Burundi / Belgique : Le CEB organise un colloque pour réhabiliter l’Ubuntu et l’Ubushingantahe

SOCIETE CIVILE, DIASPORA

À Ottignies, un colloque international réunit Bashingantahe, universitaires et diplomates autour de la réappropriation des valeurs d’Ubuntu et d’Ubushingantahe, piliers d’un Burundi réconcilié.

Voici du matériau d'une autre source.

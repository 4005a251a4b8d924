//! Timestamp-deduplicated time series.
//!
//! Pollers occasionally write more than one row for the same instant. Every
//! series keeps exactly one point per timestamp (the row seen last in input
//! order) and is emitted in ascending timestamp order.

use std::collections::BTreeMap;

use livestat_core::models::{BilibiliSample, DouyinSample, GuardPoint, SeriesPoint};
use livestat_core::time_utils::ts_to_iso;

/// Collapse `records` to one output per timestamp.
///
/// Records are visited in order and each one replaces whatever was stored
/// under its timestamp, so the last occurrence wins. The result is sorted by
/// timestamp ascending with no duplicates.
pub fn dedup_by_timestamp<R, T>(
    records: &[R],
    timestamp: impl Fn(&R) -> i64,
    build: impl Fn(&R) -> T,
) -> Vec<T> {
    let mut latest: BTreeMap<i64, &R> = BTreeMap::new();
    for record in records {
        latest.insert(timestamp(record), record);
    }
    latest.into_values().map(build).collect()
}

/// Follower counts of one Bilibili streamer.
pub fn attention_series(samples: &[BilibiliSample]) -> Vec<SeriesPoint> {
    dedup_by_timestamp(
        samples,
        |s| s.record_time,
        |s| SeriesPoint {
            time: ts_to_iso(s.record_time, BilibiliSample::TIME_UNIT),
            timestamp: s.record_time,
            value: s.attention,
        },
    )
}

/// Guard counts of one Bilibili streamer, each tagged with its live status.
pub fn guard_series(samples: &[BilibiliSample]) -> Vec<GuardPoint> {
    dedup_by_timestamp(
        samples,
        |s| s.record_time,
        |s| GuardPoint {
            time: ts_to_iso(s.record_time, BilibiliSample::TIME_UNIT),
            timestamp: s.record_time,
            value: s.guard_num,
            live_status: s.live_status,
        },
    )
}

/// Follower counts of one Douyin streamer. Timestamps stay in milliseconds.
pub fn follower_series(samples: &[DouyinSample]) -> Vec<SeriesPoint> {
    dedup_by_timestamp(
        samples,
        |s| s.record_time,
        |s| SeriesPoint {
            time: ts_to_iso(s.record_time, DouyinSample::TIME_UNIT),
            timestamp: s.record_time,
            value: s.follower_count,
        },
    )
}

// ── Tests ─────────────────────────────────────────────────────────────────────

#[cfg(test)]
mod tests {
    use super::*;

    fn bl(record_time: i64, attention: i64, guard_num: i64, live_status: i64) -> BilibiliSample {
        BilibiliSample {
            record_time,
            name: "bl".to_string(),
            uid: 1,
            room_id: 10,
            live_status,
            title: String::new(),
            live_time: None,
            attention,
            online_num: 0,
            guard_num,
        }
    }

    fn dy(record_time: i64, follower_count: i64) -> DouyinSample {
        DouyinSample {
            record_time,
            sec_uid: "MS4w".to_string(),
            nickname: "dy".to_string(),
            live_status: 0,
            follower_count,
            max_follower_count: 0,
            total_favorited: 0,
        }
    }

    // ── dedup_by_timestamp ───────────────────────────────────────────────────

    #[test]
    fn test_dedup_last_occurrence_wins() {
        let records = [(10, "a"), (10, "b"), (5, "c"), (10, "d")];
        let out = dedup_by_timestamp(&records, |r| r.0, |r| r.1);
        assert_eq!(out, vec!["c", "d"]);
    }

    #[test]
    fn test_dedup_sorted_strictly_ascending() {
        let records = [(30, 0), (10, 0), (20, 0), (10, 1), (30, 2)];
        let out = dedup_by_timestamp(&records, |r| r.0, |r| *r);
        let stamps: Vec<i64> = out.iter().map(|r| r.0).collect();
        assert_eq!(stamps, vec![10, 20, 30]);
        assert!(stamps.windows(2).all(|w| w[0] < w[1]));
    }

    #[test]
    fn test_dedup_empty() {
        let out: Vec<i64> = dedup_by_timestamp(&[] as &[(i64, i64)], |r| r.0, |r| r.1);
        assert!(out.is_empty());
    }

    // ── attention_series ─────────────────────────────────────────────────────

    #[test]
    fn test_attention_series_duplicate_stamp_keeps_later_value() {
        let samples = vec![bl(100, 5, 0, 0), bl(100, 6, 0, 0), bl(160, 7, 0, 0)];
        let series = attention_series(&samples);
        assert_eq!(series.len(), 2);
        assert_eq!(series[0].timestamp, 100);
        assert_eq!(series[0].value, 6);
        assert_eq!(series[1].value, 7);
    }

    #[test]
    fn test_attention_series_iso_time() {
        let series = attention_series(&[bl(1_704_067_200, 1, 0, 0)]);
        assert_eq!(series[0].time, "2024-01-01T08:00:00+08:00");
    }

    // ── guard_series ─────────────────────────────────────────────────────────

    #[test]
    fn test_guard_series_carries_status_of_surviving_row() {
        let samples = vec![bl(100, 0, 3, 0), bl(100, 0, 4, 1)];
        let series = guard_series(&samples);
        assert_eq!(series.len(), 1);
        assert_eq!(series[0].value, 4);
        assert_eq!(series[0].live_status, 1);
    }

    // ── follower_series ──────────────────────────────────────────────────────

    #[test]
    fn test_follower_series_keeps_millisecond_stamps() {
        let samples = vec![
            dy(1_704_067_260_000, 11),
            dy(1_704_067_200_000, 10),
            dy(1_704_067_200_000, 12),
        ];
        let series = follower_series(&samples);
        assert_eq!(series.len(), 2);
        assert_eq!(series[0].timestamp, 1_704_067_200_000);
        assert_eq!(series[0].value, 12);
        assert_eq!(series[0].time, "2024-01-01T08:00:00+08:00");
        assert_eq!(series[1].time, "2024-01-01T08:01:00+08:00");
    }
}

Ottignies-Louvain-la-Neuve (Belgique), 1er-2/ 11/ 2025 – Dans le cloître paisible du monastère Saint-André de Clerlande, le Conseil des Bashingantahe [1] en Europe (CBE) et l’Institut Ngoma Ya Sacega (INYS) ont organisé un colloque de deux jours consacré à la « transformation socio-culturelle pour un développement intégral et durable du Burundi ».
Universitaires, diplomates, acteurs de la paix et des Bashingantahe membres du Conseil National des Bashingantahe (CNB), venus du Burundi et de la diaspora [2], y ont partagé un même constat : le Burundi ne se relèvera durablement que en se réappropriant les valeurs ancestrales d’Ubuntu [3] et d’Ubushingantahe, gravement écornées par un siècle de manipulations coloniales. L’assemblée a été honorée par la présence de Sibomana Adrien, président du CNB, du représentant de l’ambassade du Burundi et du président de la Fondation Intahe, soulignant la portée nationale et internationale de cette réflexion.
Le CBE rassemble notamment Ndayegamiye Joseph, le Dr Nsanze Albert, son épouse Merlin Annick Nsanze, Pr Ntabona Adrien (CNB) [4], Habonimana Balthazar , Président honoraire du CNB, et d’autres figures de la diaspora. Voici le programme : [ https://burundi-forum.org/wp-content/uploads/2025/11/COLLOQUE-DES-BASHINGANTAHE-EN-EUROPE-Ottignies-Belgique-–-1er-et-2-Novembre-20250ATRANSFORMATION-SOCIO-CULTURELLE-POUR-LE-DEVELOPPEMENT-INTEGRAL-ET-DURABLE-DU-BURUNDI.pdf ] et le communiqué du colloque en question : [ https://burundi-forum.org/wp-content/uploads/2025/11/COMMUNIQUE-DE-PRESSE-–-CBE-INYS-Colloque-sur-la-Transformation-socio-culturelle-pour-le-Developpement-integral-et-durable-du-Burundi.pdf ].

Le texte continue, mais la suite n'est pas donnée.